Kühn schwebt die einst längste Hängebrücke der Welt über der breiten Meeresenge am Eingang zur Bucht von San Francisco. Die Golden Gate Bridge mit ihren orangen Art-déco-Türmen ist die wohl meist fotografierte Brücke der Welt.
"Es ist eine majestätische Brücke in einer wunderschönen Landschaft", sagt der Kalifornier David Hull. "Sie ist schön, aber tödlich", fügt der 70-Jährige hinzu. 2003 war seine damals 26 Jahre alte depressive Tochter Kathy von der Brücke 70 Meter tief in den Tod gesprungen.
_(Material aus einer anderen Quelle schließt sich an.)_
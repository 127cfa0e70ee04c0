//! # Tile Keys
//!
//! Web-Mercator slippy-map addressing: `(lat, lon, zoom)` to `{zoom}/{x}/{y}`.
//!
//! The projection is the standard one:
//!
//! - `x = floor((lon + 180) / 360 * 2^zoom)`
//! - `y = floor((1 - ln(tan(lat) + sec(lat)) / π) / 2 * 2^zoom)`
//!
//! ```
//! use recon_relay::tiles::TileKey;
//!
//! let key = TileKey::from_lat_lon(0.0, 0.0, 1)?;
//! assert_eq!((key.x, key.y), (1, 1));
//! assert_eq!(key.index_key(), "1/1/1");
//! # Ok::<(), recon_relay::error::AgentError>(())
//! ```

use serde::{Deserialize, Serialize};
use std::f64::consts::PI;
use std::fmt;

use crate::error::{AgentError, Result};

/// Highest zoom level accepted.
pub const MAX_ZOOM: u8 = 22;

/// Latitude limit of the Web-Mercator projection.
pub const MAX_LATITUDE: f64 = 85.051_128_78;

/// Address of one map tile.
#[derive(Debug, Clone, Copy, PartialEq, Eq, Hash, PartialOrd, Ord, Serialize, Deserialize)]
pub struct TileKey {
    pub zoom: u8,
    pub x: u32,
    pub y: u32,
}

impl TileKey {
    /// Creates a key, checking that `x`/`y` exist at `zoom`.
    pub fn new(zoom: u8, x: u32, y: u32) -> Result<Self> {
        if zoom > MAX_ZOOM {
            return Err(AgentError::InvalidCoordinate(format!(
                "zoom {} exceeds maximum {}",
                zoom, MAX_ZOOM
            )));
        }
        let n = tiles_per_axis(zoom);
        if u64::from(x) >= n || u64::from(y) >= n {
            return Err(AgentError::InvalidCoordinate(format!(
                "tile {}/{}/{} out of range",
                zoom, x, y
            )));
        }
        Ok(Self { zoom, x, y })
    }

    /// Projects a geographic position onto the tile grid at `zoom`.
    ///
    /// Latitude is clamped to the projection limit (±85.0511°), so positions
    /// near the poles land on the outermost row instead of failing.
    ///
    /// # Errors
    ///
    /// Returns [`AgentError::InvalidCoordinate`] for non-finite input,
    /// latitude outside ±90°, longitude outside ±180°, or zoom above [`MAX_ZOOM`].
    pub fn from_lat_lon(lat: f64, lon: f64, zoom: u8) -> Result<Self> {
        if !lat.is_finite() || !(-90.0..=90.0).contains(&lat) {
            return Err(AgentError::InvalidCoordinate(format!("latitude {}", lat)));
        }
        if !lon.is_finite() || !(-180.0..=180.0).contains(&lon) {
            return Err(AgentError::InvalidCoordinate(format!("longitude {}", lon)));
        }
        if zoom > MAX_ZOOM {
            return Err(AgentError::InvalidCoordinate(format!(
                "zoom {} exceeds maximum {}",
                zoom, MAX_ZOOM
            )));
        }

        let n = tiles_per_axis(zoom) as f64;
        let max_index = n - 1.0;

        let x = ((lon + 180.0) / 360.0 * n).floor().clamp(0.0, max_index);

        let lat_rad = lat.clamp(-MAX_LATITUDE, MAX_LATITUDE).to_radians();
        let y = ((1.0 - (lat_rad.tan() + 1.0 / lat_rad.cos()).ln() / PI) / 2.0 * n)
            .floor()
            .clamp(0.0, max_index);

        Ok(Self {
            zoom,
            x: x as u32,
            y: y as u32,
        })
    }

    /// Index key, `"{zoom}/{x}/{y}"`.
    pub fn index_key(&self) -> String {
        format!("{}/{}/{}", self.zoom, self.x, self.y)
    }

    /// Parses an index key produced by [`index_key`](Self::index_key).
    pub fn parse(key: &str) -> Result<Self> {
        let parts: Vec<&str> = key.split('/').collect();
        if parts.len() != 3 {
            return Err(AgentError::InvalidCoordinate(format!(
                "expected zoom/x/y, got '{}'",
                key
            )));
        }

        let parse_err = |_| AgentError::InvalidCoordinate(format!("malformed tile key '{}'", key));
        Self::new(
            parts[0].parse().map_err(parse_err)?,
            parts[1].parse().map_err(parse_err)?,
            parts[2].parse().map_err(parse_err)?,
        )
    }

    /// Latitude/longitude of the tile's north-west corner.
    pub fn north_west(&self) -> (f64, f64) {
        let n = tiles_per_axis(self.zoom) as f64;
        let lon = f64::from(self.x) / n * 360.0 - 180.0;
        let lat = (PI * (1.0 - 2.0 * f64::from(self.y) / n)).sinh().atan().to_degrees();
        (lat, lon)
    }
}

impl fmt::Display for TileKey {
    fn fmt(&self, f: &mut fmt::Formatter<'_>) -> fmt::Result {
        write!(f, "{}/{}/{}", self.zoom, self.x, self.y)
    }
}

/// Inclusive rectangle of tiles at one zoom level.
#[derive(Debug, Clone, Copy, PartialEq, Eq)]
pub struct TileRange {
    pub zoom: u8,
    pub x_min: u32,
    pub x_max: u32,
    pub y_min: u32,
    pub y_max: u32,
}

impl TileRange {
    /// Tiles intersecting the box `[min_lat, max_lat] × [min_lon, max_lon]`.
    ///
    /// Box edges are clamped to the valid coordinate range first.
    pub fn covering(min_lat: f64, min_lon: f64, max_lat: f64, max_lon: f64, zoom: u8) -> Result<Self> {
        let clamp_lat = |v: f64| v.clamp(-90.0, 90.0);
        let clamp_lon = |v: f64| v.clamp(-180.0, 180.0);

        // North-west corner has the smallest y, south-east the largest.
        let nw = TileKey::from_lat_lon(clamp_lat(max_lat), clamp_lon(min_lon), zoom)?;
        let se = TileKey::from_lat_lon(clamp_lat(min_lat), clamp_lon(max_lon), zoom)?;

        Ok(Self {
            zoom,
            x_min: nw.x.min(se.x),
            x_max: nw.x.max(se.x),
            y_min: nw.y.min(se.y),
            y_max: nw.y.max(se.y),
        })
    }

    pub fn tile_count(&self) -> u64 {
        u64::from(self.x_max - self.x_min + 1) * u64::from(self.y_max - self.y_min + 1)
    }

    /// Every tile in the range, row-major.
    pub fn keys(&self) -> impl Iterator<Item = TileKey> + '_ {
        (self.x_min..=self.x_max).flat_map(move |x| {
            (self.y_min..=self.y_max).map(move |y| TileKey {
                zoom: self.zoom,
                x,
                y,
            })
        })
    }
}

fn tiles_per_axis(zoom: u8) -> u64 {
    1u64 << zoom
}

#[cfg(test)]
mod tests {
    use super::*;

    #[test]
    fn test_origin_at_zoom_one() {
        let key = TileKey::from_lat_lon(0.0, 0.0, 1).unwrap();
        assert_eq!((key.x, key.y), (1, 1));
    }

    #[test]
    fn test_zoom_zero_is_single_tile() {
        for (lat, lon) in [(0.0, 0.0), (80.0, -179.0), (-80.0, 179.9)] {
            let key = TileKey::from_lat_lon(lat, lon, 0).unwrap();
            assert_eq!((key.x, key.y), (0, 0));
        }
    }

    #[test]
    fn test_known_city_tile() {
        // New York City at zoom 16
        let key = TileKey::from_lat_lon(40.7128, -74.0060, 16).unwrap();
        assert_eq!(key.x, 19295);
        assert_eq!(key.y, 24640);
    }

    #[test]
    fn test_derivation_is_deterministic() {
        let a = TileKey::from_lat_lon(51.5074, -0.1278, 15).unwrap();
        let b = TileKey::from_lat_lon(51.5074, -0.1278, 15).unwrap();
        assert_eq!(a, b);
    }

    #[test]
    fn test_edges_are_clamped_into_grid() {
        let east = TileKey::from_lat_lon(0.0, 180.0, 3).unwrap();
        assert_eq!(east.x, 7);

        let north = TileKey::from_lat_lon(90.0, 0.0, 3).unwrap();
        assert_eq!(north.y, 0);

        let south = TileKey::from_lat_lon(-90.0, 0.0, 3).unwrap();
        assert_eq!(south.y, 7);
    }

    #[test]
    fn test_invalid_inputs() {
        assert!(TileKey::from_lat_lon(f64::NAN, 0.0, 5).is_err());
        assert!(TileKey::from_lat_lon(91.0, 0.0, 5).is_err());
        assert!(TileKey::from_lat_lon(0.0, -181.0, 5).is_err());
        assert!(TileKey::from_lat_lon(0.0, 0.0, MAX_ZOOM + 1).is_err());
    }

    #[test]
    fn test_index_key_parse() {
        let key = TileKey::new(16, 19295, 24640).unwrap();
        assert_eq!(key.index_key(), "16/19295/24640");
        assert_eq!(TileKey::parse("16/19295/24640").unwrap(), key);
    }

    #[test]
    fn test_parse_rejects_malformed() {
        assert!(TileKey::parse("16/abc/1").is_err());
        assert!(TileKey::parse("16/1").is_err());
        assert!(TileKey::parse("1/1/1/1").is_err());
        assert!(TileKey::parse("1/2/0").is_err(), "x out of range at zoom 1");
    }

    #[test]
    fn test_north_west_corner_maps_back_to_tile() {
        let key = TileKey::new(10, 301, 384).unwrap();
        let (lat, lon) = key.north_west();
        // Nudge inside the tile to avoid landing on the boundary
        let back = TileKey::from_lat_lon(lat - 1e-6, lon + 1e-6, 10).unwrap();
        assert_eq!(back, key);
    }

    #[test]
    fn test_range_covering_small_box() {
        let range = TileRange::covering(51.50, -0.13, 51.51, -0.12, 16).unwrap();
        assert!(range.x_min <= range.x_max);
        assert!(range.y_min <= range.y_max);
        assert_eq!(range.keys().count() as u64, range.tile_count());

        let centre = TileKey::from_lat_lon(51.505, -0.125, 16).unwrap();
        assert!(range.keys().any(|k| k == centre));
    }

    #[test]
    fn test_range_degenerate_box_is_one_tile() {
        let range = TileRange::covering(10.0, 10.0, 10.0, 10.0, 12).unwrap();
        assert_eq!(range.tile_count(), 1);
    }
}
Seit Jahren macht sich Hull mit dem Verein "Bridge Rail Foundation" für eine Barriere stark, um Suizide zu verhindern. Er könnte sein Ziel bald erreichen: Die Golden Gate Bridge soll für 76 Millionen Dollar (etwa 55,8 Millionen Euro) Schutznetze aus Stahl erhalten. Über das geplante Bauvorhaben, teils mit Bundesmitteln finanziert, will die Brückenverwaltung an diesem Freitag abstimmen.
Die Errichtung einer Barriere wird schon seit den 1950er Jahren diskutiert. Die Umsetzung scheiterte immer wieder an ästhetischen Einwänden, an bautechnischen Problemen und an den Kosten. Zig Varianten - von Nylonnetzen über Plexiglasscheiben bis hin zu Drahtzäunen wurden geprüft, keine genehmigt. In den 1990er Jahren installierten die Betreiber über ein Dutzend gelbe Notruf-Telefone, die direkt zu einer Anti-Suizid-Hotline führen. Zudem fahren Angestellte jeden Tag in kleinen Elektroautos auf der Brücke hin und her, um nach Lebensmüden Ausschau zu halten.
Doch San Franciscos Wahrzeichen blieb ein Magnet für Menschen, die sich umbringen wollen. Nach Angaben der "Bridge Rail Foundation" ist es das Bauwerk mit den meisten Suiziden der Welt. Mehr als 1500 Menschen stürzten über das nur 1,20 Meter hohe Geländer in den Tod, das erste Opfer drei Monate nach der Eröffnung der Brücke im Jahr 1937. "Im vorigen Jahr war die Zahl mit 46 Suiziden sehr hoch", sagt Brückenmanager Denis Mulligan. "Typischerweise sind es Männer mittleren Alters, doch wir sehen nun auch eine wachsende Zahl von Teenagern und Kriegsveteranen".
Die Statistik führt nur Opfer auf, die beim Sprung beobachtet oder deren Leiche gefunden wurde. Die Dunkelziffer liegt weit höher. 118 Lebensmüde konnten 2013 nach Angaben der Brückenverwaltung von ihrem Vorhaben abgehalten werden. "Das sind alarmierende Zahlen", sagt David Hull. "Fast jeden zweiten Tag läuft jemand über die Brücke mit der Absicht, sich das Leben zu nehmen." Hätte es eine Barriere gegeben, dann wäre seine Tochter heute noch am Leben, glaubt Hull.
Das geplante Stahlnetz soll sieben Meter unterhalb des Fußwegs und damit weitgehend außer Sicht der Spaziergänger angebracht werden. Auf beiden Seiten der Brücke soll es sieben Meter weit horizontal herausragen. Mulligan verweist auf bereits erprobte Auffangnetze an anderen Bauwerken, darunter die Haggenbrücke in St. Gallen und die Terrassenplattform am Berner Münster. "Die Erfahrung zeigt, dass keiner mehr springt. Es würde weh tun, sieben Meter tief in dem Stahlnetz zu landen. Lebensmüde wollen sterben, nicht aber sich verletzen", sagt Mulligan.
Täglich passieren bis zu 6000 Radfahrer, mehr als 10.000 Fußgänger und jährlich über 40 Millionen Autos die Golden Gate Bridge. Einige Besucher äußern Kritik an dem teuren Bauvorhaben. Das Geld sollte nicht in Barrieren, sondern in Anti-Suizid-Programme gesteckt werden. Andere befürchten eine Verschandelung des Bauwerks. Die Schweizer Urlauber Peter und Monika Hüssy würden das in Kauf nehmen. "Es darf die Touristen ruhig etwas stören, wenn es dafür einigen Menschen hilft", sagt die Schweizerin. Stimmen die Behörden den Plänen zu, so könnten die Netze bis 2018 angebracht werden, schätzt Mulligan. "Es ist an der Zeit", meint Hull. "Der Eiffelturm, das Empire State Building und andere Attraktionen haben längst Suizidbarrieren eingerichtet, nur nicht die Golden Gate Bridge."